Cumpre salientar que o benefício de prestação continuada foi previsto, na impossibilidade de atender a um público maior, para socorrer aos desamparados (artigo 6º, caput, da CF), ou seja, àquelas pessoas que nem sequer teriam possibilidade de equacionar um orçamento doméstico, pelo fato de não terem renda ou de ser essa insignificante.”
Do exposto, constata-se que a parte autora reside com familiares em imóvel próprio, não havendo gasto com aluguel, denotando-se que o sustento do núcleo familiar é provido pelo genitor.
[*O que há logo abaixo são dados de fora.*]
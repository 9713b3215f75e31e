//! Integration tests for the API server.

use std::sync::OnceLock;

use axum::Router;
use axum::body::Body;
use axum::http::{Request, StatusCode};
use common::{BuyerId, ItemId, Money, PartnerId};
use metrics_exporter_prometheus::PrometheusHandle;
use order_store::{InMemoryOrderStore, ItemRecord};
use tower::ServiceExt;

static METRICS_HANDLE: OnceLock<PrometheusHandle> = OnceLock::new();

fn get_metrics_handle() -> PrometheusHandle {
    METRICS_HANDLE
        .get_or_init(|| {
            let builder = metrics_exporter_prometheus::PrometheusBuilder::new();
            builder
                .install_recorder()
                .expect("failed to install Prometheus recorder")
        })
        .clone()
}

struct Fixture {
    app: Router,
    buyer_id: BuyerId,
    partner_id: PartnerId,
    item_id: ItemId,
}

async fn setup() -> Fixture {
    let store = InMemoryOrderStore::new();
    let buyer_id = BuyerId::new();
    let partner_id = PartnerId::new();
    let item_id = ItemId::new();
    store
        .put_item(ItemRecord::new(
            item_id,
            "Widget",
            Money::from_cents(10_000),
            Some(partner_id),
        ))
        .await;

    let state = api::create_state(store);
    let app = api::create_app(state, get_metrics_handle());

    Fixture {
        app,
        buyer_id,
        partner_id,
        item_id,
    }
}

impl Fixture {
    async fn send(&self, request: Request<Body>) -> (StatusCode, serde_json::Value) {
        let response = self.app.clone().oneshot(request).await.unwrap();
        let status = response.status();
        let body = axum::body::to_bytes(response.into_body(), usize::MAX)
            .await
            .unwrap();
        let json = if body.is_empty() {
            serde_json::Value::Null
        } else {
            serde_json::from_slice(&body).unwrap()
        };
        (status, json)
    }

    /// Places an order as the fixture buyer and returns its id.
    async fn place_order(&self) -> String {
        let (status, json) = self
            .send(
                Request::builder()
                    .method("POST")
                    .uri("/orders")
                    .header("content-type", "application/json")
                    .header("x-buyer-id", self.buyer_id.to_string())
                    .body(Body::from(
                        serde_json::json!({
                            "item_id": self.item_id.as_uuid(),
                            "price_cents": 10_000
                        })
                        .to_string(),
                    ))
                    .unwrap(),
            )
            .await;
        assert_eq!(status, StatusCode::CREATED);
        json["id"].as_str().unwrap().to_string()
    }

    async fn post_as_partner(&self, uri: &str) -> (StatusCode, serde_json::Value) {
        self.send(
            Request::builder()
                .method("POST")
                .uri(uri)
                .header("x-partner-id", self.partner_id.to_string())
                .body(Body::empty())
                .unwrap(),
        )
        .await
    }

    async fn post_as_buyer(&self, uri: &str) -> (StatusCode, serde_json::Value) {
        self.send(
            Request::builder()
                .method("POST")
                .uri(uri)
                .header("x-buyer-id", self.buyer_id.to_string())
                .body(Body::empty())
                .unwrap(),
        )
        .await
    }
}

#[tokio::test]
async fn test_health_check() {
    let fx = setup().await;

    let (status, json) = fx
        .send(
            Request::builder()
                .uri("/health")
                .body(Body::empty())
                .unwrap(),
        )
        .await;

    assert_eq!(status, StatusCode::OK);
    assert_eq!(json["status"], "ok");
}

#[tokio::test]
async fn test_create_order() {
    let fx = setup().await;

    let (status, json) = fx
        .send(
            Request::builder()
                .method("POST")
                .uri("/orders")
                .header("content-type", "application/json")
                .header("x-buyer-id", fx.buyer_id.to_string())
                .body(Body::from(
                    serde_json::json!({
                        "item_id": fx.item_id.as_uuid(),
                        "price_cents": 10_000
                    })
                    .to_string(),
                ))
                .unwrap(),
        )
        .await;

    assert_eq!(status, StatusCode::CREATED);
    assert_eq!(json["state"], "receiving");
    assert_eq!(json["buyer_id"], fx.buyer_id.to_string());
    assert_eq!(json["partner_id"], fx.partner_id.to_string());
    assert!(json["waybill_number"].is_null());
}

#[tokio::test]
async fn test_create_requires_identity() {
    let fx = setup().await;

    let (status, json) = fx
        .send(
            Request::builder()
                .method("POST")
                .uri("/orders")
                .header("content-type", "application/json")
                .body(Body::from(
                    serde_json::json!({
                        "item_id": fx.item_id.as_uuid(),
                        "price_cents": 10_000
                    })
                    .to_string(),
                ))
                .unwrap(),
        )
        .await;

    assert_eq!(status, StatusCode::UNAUTHORIZED);
    assert!(json["error"].is_string());
}

#[tokio::test]
async fn test_create_rejects_partner_identity() {
    let fx = setup().await;

    let (status, _) = fx
        .send(
            Request::builder()
                .method("POST")
                .uri("/orders")
                .header("content-type", "application/json")
                .header("x-partner-id", fx.partner_id.to_string())
                .body(Body::from(
                    serde_json::json!({
                        "item_id": fx.item_id.as_uuid(),
                        "price_cents": 10_000
                    })
                    .to_string(),
                ))
                .unwrap(),
        )
        .await;

    assert_eq!(status, StatusCode::FORBIDDEN);
}

#[tokio::test]
async fn test_create_with_wrong_price_is_rejected() {
    let fx = setup().await;

    let (status, json) = fx
        .send(
            Request::builder()
                .method("POST")
                .uri("/orders")
                .header("content-type", "application/json")
                .header("x-buyer-id", fx.buyer_id.to_string())
                .body(Body::from(
                    serde_json::json!({
                        "item_id": fx.item_id.as_uuid(),
                        "price_cents": 9_999
                    })
                    .to_string(),
                ))
                .unwrap(),
        )
        .await;

    assert_eq!(status, StatusCode::BAD_REQUEST);
    assert!(json["error"].as_str().unwrap().contains("price"));
}

#[tokio::test]
async fn test_get_order() {
    let fx = setup().await;
    let order_id = fx.place_order().await;

    let (status, json) = fx
        .send(
            Request::builder()
                .uri(format!("/orders/{order_id}"))
                .body(Body::empty())
                .unwrap(),
        )
        .await;

    assert_eq!(status, StatusCode::OK);
    assert_eq!(json["id"], order_id);
    assert_eq!(json["state"], "receiving");
    assert_eq!(json["price_cents"], 10_000);
}

#[tokio::test]
async fn test_get_unknown_order_is_not_found() {
    let fx = setup().await;

    let (status, _) = fx
        .send(
            Request::builder()
                .uri(format!("/orders/{}", uuid::Uuid::new_v4()))
                .body(Body::empty())
                .unwrap(),
        )
        .await;

    assert_eq!(status, StatusCode::NOT_FOUND);
}

#[tokio::test]
async fn test_malformed_order_id_is_bad_request() {
    let fx = setup().await;

    let (status, _) = fx
        .send(
            Request::builder()
                .uri("/orders/not-a-uuid")
                .body(Body::empty())
                .unwrap(),
        )
        .await;

    assert_eq!(status, StatusCode::BAD_REQUEST);
}

#[tokio::test]
async fn test_full_lifecycle_over_http() {
    let fx = setup().await;
    let order_id = fx.place_order().await;

    let (status, json) = fx.post_as_partner(&format!("/orders/{order_id}/receive")).await;
    assert_eq!(status, StatusCode::OK);
    assert_eq!(json["state"], "receiptCompleted");

    let (status, json) = fx
        .send(
            Request::builder()
                .method("POST")
                .uri(format!("/orders/{order_id}/ship"))
                .header("content-type", "application/json")
                .header("x-partner-id", fx.partner_id.to_string())
                .body(Body::from(
                    serde_json::json!({ "waybill_number": "X1" }).to_string(),
                ))
                .unwrap(),
        )
        .await;
    assert_eq!(status, StatusCode::OK);
    assert_eq!(json["state"], "deliveryProgress");
    assert_eq!(json["waybill_number"], "X1");

    let (status, json) = fx
        .post_as_partner(&format!("/orders/{order_id}/delivered"))
        .await;
    assert_eq!(status, StatusCode::OK);
    assert_eq!(json["state"], "deliveryCompleted");

    let (status, json) = fx.post_as_buyer(&format!("/orders/{order_id}/confirm")).await;
    assert_eq!(status, StatusCode::OK);
    assert_eq!(json["state"], "confirmation");
    assert_eq!(json["waybill_number"], "X1");
}

#[tokio::test]
async fn test_foreign_partner_is_forbidden() {
    let fx = setup().await;
    let order_id = fx.place_order().await;

    let (status, _) = fx
        .send(
            Request::builder()
                .method("POST")
                .uri(format!("/orders/{order_id}/receive"))
                .header("x-partner-id", PartnerId::new().to_string())
                .body(Body::empty())
                .unwrap(),
        )
        .await;

    assert_eq!(status, StatusCode::FORBIDDEN);
}

#[tokio::test]
async fn test_cancel_dispatches_on_actor_kind() {
    let fx = setup().await;

    // Buyer cancels a fresh order.
    let order_id = fx.place_order().await;
    let (status, json) = fx.post_as_buyer(&format!("/orders/{order_id}/cancel")).await;
    assert_eq!(status, StatusCode::OK);
    assert_eq!(json["state"], "canceled");

    // Partner cancels after acknowledging.
    let order_id = fx.place_order().await;
    fx.post_as_partner(&format!("/orders/{order_id}/receive"))
        .await;
    let (status, json) = fx
        .post_as_partner(&format!("/orders/{order_id}/cancel"))
        .await;
    assert_eq!(status, StatusCode::OK);
    assert_eq!(json["state"], "canceled");
}

#[tokio::test]
async fn test_user_cancel_after_receipt_conflicts() {
    let fx = setup().await;
    let order_id = fx.place_order().await;
    fx.post_as_partner(&format!("/orders/{order_id}/receive"))
        .await;

    let (status, json) = fx.post_as_buyer(&format!("/orders/{order_id}/cancel")).await;

    assert_eq!(status, StatusCode::CONFLICT);
    assert!(json["error"].as_str().unwrap().contains("receiptCompleted"));

    // The stored state is untouched.
    let (_, json) = fx
        .send(
            Request::builder()
                .uri(format!("/orders/{order_id}"))
                .body(Body::empty())
                .unwrap(),
        )
        .await;
    assert_eq!(json["state"], "receiptCompleted");
}

#[tokio::test]
async fn test_incoming_lists_orders_awaiting_receipt() {
    let fx = setup().await;
    let first = fx.place_order().await;
    let second = fx.place_order().await;

    fx.post_as_partner(&format!("/orders/{first}/receive")).await;

    let (status, json) = fx
        .send(
            Request::builder()
                .uri("/orders/incoming")
                .header("x-partner-id", fx.partner_id.to_string())
                .body(Body::empty())
                .unwrap(),
        )
        .await;

    assert_eq!(status, StatusCode::OK);
    let list = json.as_array().unwrap();
    assert_eq!(list.len(), 1);
    assert_eq!(list[0]["id"], second);
}

#[tokio::test]
async fn test_metrics_endpoint_renders() {
    let fx = setup().await;

    let response = fx
        .app
        .clone()
        .oneshot(
            Request::builder()
                .uri("/metrics")
                .body(Body::empty())
                .unwrap(),
        )
        .await
        .unwrap();

    assert_eq!(response.status(), StatusCode::OK);
}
Ademais, as despesas mencionadas não comprometem a totalidade do orçamento doméstico, e que, a despeito da condição simples de vida, não há desamparo nem abandono da parte autora.
Ressalte-se, a esse respeito, que o objetivo do benefício assistencial não é complementar a renda, mas fornecer o mínimo àqueles que vivem em situação verdadeiramente indigna, cuja precariedade coloca em risco a própria sobrevivência, exigindo-se, para tanto, a constatação de extrema vulnerabilidade – o que não é o caso dos autos.
O quadro apresentado, dessa forma, não se ajusta ao de miserabilidade exigido pelo diploma legal a que se fez menção acima.
De rigor, portanto, o indeferimento do benefício, porquanto não comprovado um dos requisitos indispensáveis à sua concessão.
Condeno a parte autora a pagar custas processuais e honorários de advogado, arbitrados em 10% (dez por cento) sobre o valor atualizado da causa, suspensa, porém, a exigibilidade, na forma do art. 98, § 3.º, do CPC, por se tratar de beneficiária de gratuidade da justiça.
Posto isso, dou provimento à apelação do INSS, para reformar a sentença e julgar improcedente o pedido formulado, cassando a tutela antecipada.
É o voto.
THEREZINHA CAZERTA
Desembargadora Federal Relatora
E M E N T A
PREVIDENCIÁRIO. ART. 203, INCISO V, DA CONSTITUIÇÃO DA REPÚBLICA. BENEFÍCIO DE PRESTAÇÃO CONTINUADA. PESSOA PORTADORA DE DEFICIÊNCIA. EXIGÊNCIA DE COMPROVAÇÃO DE IMPEDIMENTO DE LONGO PRAZO. IMPOSSIBILIDADE DE CONCESSÃO DO AMPARO ASSISTENCIAL.
- O benefício de prestação continuada exige, para a sua concessão, que a parte comprove ter idade igual ou superior a 65 anos ou deter impedimento de longo prazo de natureza física, mental, intelectual ou sensorial (art. 20, caput e § 2.º, da Lei n.º 8.742/1993).
- A prova pericial produzida é insuficiente para demonstrar a existência de impedimento de longo prazo, apta a ensejar a concessão do benefício pleiteado.
- Reconhecimento da improcedência do pedido formulado.